§ **TASK STATEMENT**: Your task is to output every record exactly as it is given.

§ **LISTED ENTRIES**:
//! Turn state machines for the board game and the spinner wheel.
use rand::Rng;
use serde::{Deserialize, Serialize};
use std::fmt;
use thiserror::Error;

use crate::player::PlayerColor;
use crate::tasks::{
    CurrentTask, TaskQueue, TaskType, TaskVerdict, has_time_marker, strip_time_marker,
};
use crate::timing::TimeSettings;

pub mod board_game;
pub mod movement;
pub mod timeline;
pub mod wheel;

pub use board_game::BoardGame;
pub use movement::{backward_path, forward_path, resolve_target};
pub use timeline::{Scheduled, Timeline};
pub use wheel::{SectionKind, Tally, WheelGame, default_sections};

/// Screen-level state of a game.
#[derive(Debug, Clone, Copy, PartialEq, Eq, Hash, Serialize, Deserialize, Default)]
#[serde(rename_all = "camelCase")]
pub enum GamePhase {
    #[default]
    Start,
    Playing,
    Moving,
    Task,
    Win,
    WinTask,
}

impl GamePhase {
    #[must_use]
    pub const fn as_str(self) -> &'static str {
        match self {
            Self::Start => "start",
            Self::Playing => "playing",
            Self::Moving => "moving",
            Self::Task => "task",
            Self::Win => "win",
            Self::WinTask => "winTask",
        }
    }
}

impl fmt::Display for GamePhase {
    fn fmt(&self, f: &mut fmt::Formatter<'_>) -> fmt::Result {
        f.write_str(self.as_str())
    }
}

#[derive(Debug, Clone, PartialEq, Eq, Error)]
pub enum EngineError {
    #[error("cannot {action} while in the {phase} state")]
    InvalidPhase {
        action: &'static str,
        phase: GamePhase,
    },
    #[error("an animation is still running")]
    Busy,
    #[error("die value {0} is outside 1..=6")]
    InvalidRoll(u8),
    #[error("there is no task to resolve")]
    NoActiveTask,
    #[error("no win task with id {0}")]
    UnknownWinTask(usize),
    #[error("the win task has already been completed")]
    WinTaskDone,
    #[error("wheel has no section {0}")]
    InvalidSection(usize),
    #[error("a wheel needs at least one section")]
    EmptyWheel,
}

/// Things that happened, in order, for the host to animate or play cues for.
#[derive(Debug, Clone, PartialEq, Eq, Serialize, Deserialize)]
#[serde(tag = "kind", rename_all = "camelCase")]
pub enum GameEvent {
    Started,
    Rolled {
        player: PlayerColor,
        value: u8,
    },
    Spun {
        player: PlayerColor,
        section: usize,
        outcome: SectionKind,
    },
    Stepped {
        player: PlayerColor,
        position: usize,
    },
    Bounced {
        player: PlayerColor,
    },
    Collision {
        mover: PlayerColor,
        position: usize,
    },
    TaskAssigned {
        task_type: TaskType,
        executor: PlayerColor,
        target: PlayerColor,
    },
    TaskResolved {
        task_type: TaskType,
        executor: PlayerColor,
        verdict: TaskVerdict,
        steps: usize,
    },
    SentHome {
        player: PlayerColor,
    },
    TurnSwitched {
        player: PlayerColor,
    },
    ExtraTurn {
        player: PlayerColor,
    },
    TurnSkipped {
        player: PlayerColor,
    },
    Won {
        player: PlayerColor,
    },
    WinTaskSelected {
        id: usize,
    },
    WinTaskCompleted,
    Restarted,
}

/// Per-turn fields shared by both variants.
#[derive(Debug, Clone, PartialEq, Eq, Default)]
pub(crate) struct Turn {
    pub current: PlayerColor,
    pub dice_value: Option<u8>,
    pub is_rolling: bool,
    pub current_task: Option<CurrentTask>,
    pub task_type: Option<TaskType>,
}

impl Turn {
    /// Reset the transient fields, keeping the current player.
    pub fn clear(&mut self) {
        self.dice_value = None;
        self.is_rolling = false;
        self.current_task = None;
        self.task_type = None;
    }

    /// Reset the transient fields and hand the turn to the other player.
    pub fn switch(&mut self) -> PlayerColor {
        self.clear();
        self.current = self.current.opponent();
        self.current
    }
}

/// Take the next task from the queue and address it per the executor rule.
///
/// Texts carrying the timer marker get a suggested countdown.
pub(crate) fn draw_task<R: Rng + ?Sized>(
    queue: &mut TaskQueue,
    settings: &TimeSettings,
    rng: &mut R,
    task_type: TaskType,
    trigger: PlayerColor,
) -> CurrentTask {
    let raw = queue.next_description();
    let description = strip_time_marker(&raw);
    let duration_ms = has_time_marker(&raw)
        .then(|| u64::from(settings.suggest(&description, rng).time) * 1000);
    CurrentTask {
        description,
        executor: task_type.executor(trigger),
        target: trigger,
        duration_ms,
    }
}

§ **ANSWER AREA**:
//! Turn state machines for the board game and the spinner wheel.
use rand::Rng;
use serde::{Deserialize, Serialize};
use std::fmt;
use thiserror::Error;

use crate::player::PlayerColor;
use crate::tasks::{
    CurrentTask, TaskQueue, TaskType, TaskVerdict, has_time_marker, strip_time_marker,
};
use crate::timing::TimeSettings;

pub mod board_game;
pub mod movement;
pub mod timeline;
pub mod wheel;

pub use board_game::BoardGame;
pub use movement::{backward_path, forward_path, resolve_target};
pub use timeline::{Scheduled, Timeline};
pub use wheel::{SectionKind, Tally, WheelGame, default_sections};

/// Screen-level state of a game.
#[derive(Debug, Clone, Copy, PartialEq, Eq, Hash, Serialize, Deserialize, Default)]
#[serde(rename_all = "camelCase")]
pub enum GamePhase {
    #[default]
    Start,
    Playing,
    Moving,
    Task,
    Win,
    WinTask,
}

impl GamePhase {
    #[must_use]
    pub const fn as_str(self) -> &'static str {
        match self {
            Self::Start => "start",
            Self::Playing => "playing",
            Self::Moving => "moving",
            Self::Task => "task",
            Self::Win => "win",
            Self::WinTask => "winTask",
        }
    }
}

impl fmt::Display for GamePhase {
    fn fmt(&self, f: &mut fmt::Formatter<'_>) -> fmt::Result {
        f.write_str(self.as_str())
    }
}

#[derive(Debug, Clone, PartialEq, Eq, Error)]
pub enum EngineError {
    #[error("cannot {action} while in the {phase} state")]
    InvalidPhase {
        action: &'static str,
        phase: GamePhase,
    },
    #[error("an animation is still running")]
    Busy,
    #[error("die value {0} is outside 1..=6")]
    InvalidRoll(u8),
    #[error("there is no task to resolve")]
    NoActiveTask,
    #[error("no win task with id {0}")]
    UnknownWinTask(usize),
    #[error("the win task has already been completed")]
    WinTaskDone,
    #[error("wheel has no section {0}")]
    InvalidSection(usize),
    #[error("a wheel needs at least one section")]
    EmptyWheel,
}

/// Things that happened, in order, for the host to animate or play cues for.
#[derive(Debug, Clone, PartialEq, Eq, Serialize, Deserialize)]
#[serde(tag = "kind", rename_all = "camelCase")]
pub enum GameEvent {
    Started,
    Rolled {
        player: PlayerColor,
        value: u8,
    },
    Spun {
        player: PlayerColor,
        section: usize,
        outcome: SectionKind,
    },
    Stepped {
        player: PlayerColor,
        position: usize,
    },
    Bounced {
        player: PlayerColor,
    },
    Collision {
        mover: PlayerColor,
        position: usize,
    },
    TaskAssigned {
        task_type: TaskType,
        executor: PlayerColor,
        target: PlayerColor,
    },
    TaskResolved {
        task_type: TaskType,
        executor: PlayerColor,
        verdict: TaskVerdict,
        steps: usize,
    },
    SentHome {
        player: PlayerColor,
    },
    TurnSwitched {
        player: PlayerColor,
    },
    ExtraTurn {
        player: PlayerColor,
    },
    TurnSkipped {
        player: PlayerColor,
    },
    Won {
        player: PlayerColor,
    },
    WinTaskSelected {
        id: usize,
    },
    WinTaskCompleted,
    Restarted,
}

/// Per-turn fields shared by both variants.
#[derive(Debug, Clone, PartialEq, Eq, Default)]
pub(crate) struct Turn {
    pub current: PlayerColor,
    pub dice_value: Option<u8>,
    pub is_rolling: bool,
    pub current_task: Option<CurrentTask>,
    pub task_type: Option<TaskType>,
}

impl Turn {
    /// Reset the transient fields, keeping the current player.
    pub fn clear(&mut self) {
        self.dice_value = None;
        self.is_rolling = false;
        self.current_task = None;
        self.task_type = None;
    }

    /// Reset the transient fields and hand the turn to the other player.
    pub fn switch(&mut self) -> PlayerColor {
        self.clear();
        self.current = self.current.opponent();
        self.current
    }
}

/// Take the next task from the queue and address it per the executor rule.
///
/// Texts carrying the timer marker get a suggested countdown.
pub(crate) fn draw_task<R: Rng + ?Sized>(
    queue: &mut TaskQueue,
    settings: &TimeSettings,
    rng: &mut R,
    task_type: TaskType,
    trigger: PlayerColor,
) -> CurrentTask {
    let raw = queue.next_description();
    let description = strip_time_marker(&raw);
    let duration_ms = has_time_marker(&raw)
        .then(|| u64::from(settings.suggest(&description, rng).time) * 1000);
    CurrentTask {
        description,
        executor: task_type.executor(trigger),
        target: trigger,
        duration_ms,
    }
}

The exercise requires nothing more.